Sun Sujie, Li Xue, Zhang Li, Zhong Zilin, Chen Chao, Zuo Yuhua, Chen Yu, Hu Hongmei, Liu Fasheng, Xiong Guanghua, Lu Huiqiang, Chen Jianjun, Dai Jiayin
Translational Research Institute of Brain and Brain-Like Intelligence, Shanghai Key Laboratory of Anesthesiology and Brain Functional Modulation, Department of Pediatrics, Shanghai Fourth People's Hospital, School of Medicine, Tongji University, Shanghai 200434, China.
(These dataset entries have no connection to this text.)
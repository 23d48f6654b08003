//! Per-tenant config artifacts

use serde::{Deserialize, Serialize};

use crate::descriptor::render_descriptor;

/// Application descriptor file name
pub const DESCRIPTOR_FILE: &str = "Application.xml";
/// Publish credential file name
pub const CREDENTIAL_FILE: &str = "publish.password";
/// Playback alias map file name
pub const PLAY_ALIAS_FILE: &str = "aliasmap.play.txt";
/// Publish alias map file name
pub const STREAM_ALIAS_FILE: &str = "aliasmap.stream.txt";
/// Per-user FTP config, written into the storage directory
pub const FTP_USER_CONFIG_FILE: &str = ".vsftpd_user_conf";

/// Inputs for rendering one tenant's application
#[derive(Debug, Clone, PartialEq, Eq)]
pub struct ApplicationParams {
    pub name: String,
    /// Address advertised to WebRTC clients
    pub host_address: String,
    pub bandwidth_kbps: u32,
    pub max_viewers: u32,
    pub publish_secret: String,
    pub storage_dir: String,
}

/// How an artifact reached the host
#[derive(Debug, Clone, Copy, PartialEq, Eq, Serialize, Deserialize)]
#[serde(rename_all = "snake_case")]
pub enum TransferStrategy {
    /// Encoded transfer, decoded on the host
    Primary,
    /// Literal quoted write
    Fallback,
}

/// A file to place in the tenant's config directory
#[derive(Debug, Clone, PartialEq, Eq)]
pub struct ConfigArtifact {
    pub relative_path: String,
    pub content: Vec<u8>,
    /// Strategy to try first
    pub strategy: TransferStrategy,
}

impl ConfigArtifact {
    fn new(relative_path: &str, content: impl Into<Vec<u8>>, strategy: TransferStrategy) -> Self {
        Self {
            relative_path: relative_path.to_string(),
            content: content.into(),
            strategy,
        }
    }
}

/// `<name> <secret>`, no trailing newline
#[must_use]
pub fn render_credential(name: &str, secret: &str) -> String {
    format!("{name} {secret}")
}

/// Alias map routing the tenant's own name to the incoming stream
#[must_use]
pub fn render_play_alias(name: &str) -> String {
    format!("{name}=${{Stream.Name}}")
}

/// Alias map accepting any published stream name
#[must_use]
pub fn render_stream_alias() -> String {
    "*=${Stream.Name}".to_string()
}

/// FTP account config confining the user to its storage directory
#[must_use]
pub fn render_ftp_user_config(storage_dir: &str) -> String {
    format!(
        "local_root={storage_dir}\n\
         write_enable=YES\n\
         anon_world_readable_only=NO\n\
         anon_upload_enable=YES\n\
         anon_mkdir_write_enable=YES\n\
         anon_other_write_enable=YES\n"
    )
}

/// Render the four config directory artifacts for one tenant
///
/// The descriptor goes encoded first; the small text files go literally.
#[must_use]
pub fn render_artifacts(params: &ApplicationParams) -> Vec<ConfigArtifact> {
    vec![
        ConfigArtifact::new(
            DESCRIPTOR_FILE,
            render_descriptor(params),
            TransferStrategy::Primary,
        ),
        ConfigArtifact::new(
            CREDENTIAL_FILE,
            render_credential(&params.name, &params.publish_secret),
            TransferStrategy::Fallback,
        ),
        ConfigArtifact::new(
            PLAY_ALIAS_FILE,
            render_play_alias(&params.name),
            TransferStrategy::Fallback,
        ),
        ConfigArtifact::new(
            STREAM_ALIAS_FILE,
            render_stream_alias(),
            TransferStrategy::Fallback,
        ),
    ]
}

#[cfg(test)]
mod tests {
    use super::*;

    fn params() -> ApplicationParams {
        ApplicationParams {
            name: "acct1".to_string(),
            host_address: "10.0.0.5".to_string(),
            bandwidth_kbps: 4500,
            max_viewers: 999_999,
            publish_secret: "s3cret".to_string(),
            storage_dir: "/home/streaming/acct1".to_string(),
        }
    }

    #[test]
    fn test_render_artifacts() {
        let artifacts = render_artifacts(&params());
        let names: Vec<&str> = artifacts.iter().map(|a| a.relative_path.as_str()).collect();

        assert_eq!(
            names,
            [DESCRIPTOR_FILE, CREDENTIAL_FILE, PLAY_ALIAS_FILE, STREAM_ALIAS_FILE]
        );
        assert_eq!(artifacts[0].strategy, TransferStrategy::Primary);
        assert_eq!(artifacts[1].content, b"acct1 s3cret");
        assert_eq!(artifacts[2].content, b"acct1=${Stream.Name}");
        assert_eq!(artifacts[3].content, b"*=${Stream.Name}");
    }

    #[test]
    fn test_ftp_user_config() {
        let conf = render_ftp_user_config("/home/streaming/acct1");
        assert!(conf.starts_with("local_root=/home/streaming/acct1\n"));
        assert!(conf.contains("anon_other_write_enable=YES\n"));
        assert_eq!(conf.lines().count(), 6);
    }
}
Jiangxi Engineering Laboratory of Zebrafish Modeling and Drug Screening for Human Diseases, Jiangxi Key Laboratory of Developmental Biology of Organs, College of Life Sciences, Jinggangshan University, Ji'an 343009, Jiangxi, China.
Sci Total Environ. 2023 Feb 10;859(Pt 1):160087. doi: 10.1016/j.scitotenv.2022.160087. Epub 2022 Nov 11.
Hexafluoropropylene oxide trimer acid (HFPO-TA), a novel alternative to perfluorooctanoic acid (PFOA), has emerged as a potential environmental pollutant. Here, to investigate the toxic effects of HFPO-TA on liver and biliary system development, zebrafish embryos were exposed to 0, 50, 100, or 200 mg/L HFPO-TA from 6 to 120 h post-fertilization (hpf). Results showed that the 50 % lethal concentration (LC) of HFPO-TA was 231 mg/L at 120 hpf, lower than that of PFOA. HFPO-TA exposure decreased embryonic hatching, survival, and body length. Furthermore, HFPO-TA exerted higher toxicity at the specification stage than during the differentiation and maturation stages, leading to small-sized livers in Tg(fabp10a: DsRed) transgenic larvae and histopathological changes. Significant decreases in the mRNA expression of genes related to liver formation were observed. Alanine transaminase (ALT), aspartate aminotransferase (AST), total bilirubin (TBIL), and direct bilirubin (DBIL) levels were significantly increased. HFPO-TA decreased total cholesterol (TCHO) and triglyceride (TG) activities, disturbed lipid metabolism through the peroxisome proliferator-activated receptor (PPAR) pathway, and induced an inflammatory response. Furthermore, HFPO-TA inhibited intrahepatic biliary development in Tg(Tp1:eGFP) transgenic larvae and interfered with transcription of genes associated with biliary duct development. HFPO-TA reduced bile acid synthesis but increased bile acid transport, resulting in disruption of bile acid metabolism. Therefore, HFPO-TA influenced embryonic liver and biliary system morphogenesis, caused liver injury, and may be an unsafe alternative for PFOA.
六氟环氧丙烷三聚体酸(HFPO-TA)作为全氟辛酸(PFOA)的一种新型替代品,已成为一种潜在的环境污染物。在此,为了研究HFPO-TA对肝脏和胆道系统发育的毒性作用,在受精后6至120小时(hpf)将斑马鱼胚胎暴露于0、50、100或200 mg/L的HFPO-TA中。结果表明,在120 hpf时,HFPO-TA的50%致死浓度(LC)为231 mg/L,低于PFOA。HFPO-TA暴露降低了胚胎的孵化率、存活率和体长。此外,HFPO-TA在规格期比分化和成熟期表现出更高的毒性,导致Tg(fabp10a:DsRed)转基因幼虫肝脏体积变小和组织病理学变化。观察到与肝脏形成相关基因的mRNA表达显著下降。丙氨酸转氨酶(ALT)、天冬氨酸转氨酶(AST)、总胆红素(TBIL)和直接胆红素(DBIL)水平显著升高。HFPO-TA降低了总胆固醇(TCHO)和甘油三酯(TG)活性,通过过氧化物酶体增殖物激活受体(PPAR)途径扰乱脂质代谢,并诱导炎症反应。此外,HFPO-TA抑制了Tg(Tp1:eGFP)转基因幼虫的肝内胆管发育,并干扰了与胆管发育相关基因的转录。HFPO-TA减少了胆汁酸合成但增加了胆汁酸转运,导致胆汁酸代谢紊乱。因此,HFPO-TA影响胚胎肝脏和胆道系统形态发生,导致肝脏损伤,可能是PFOA的不安全替代品。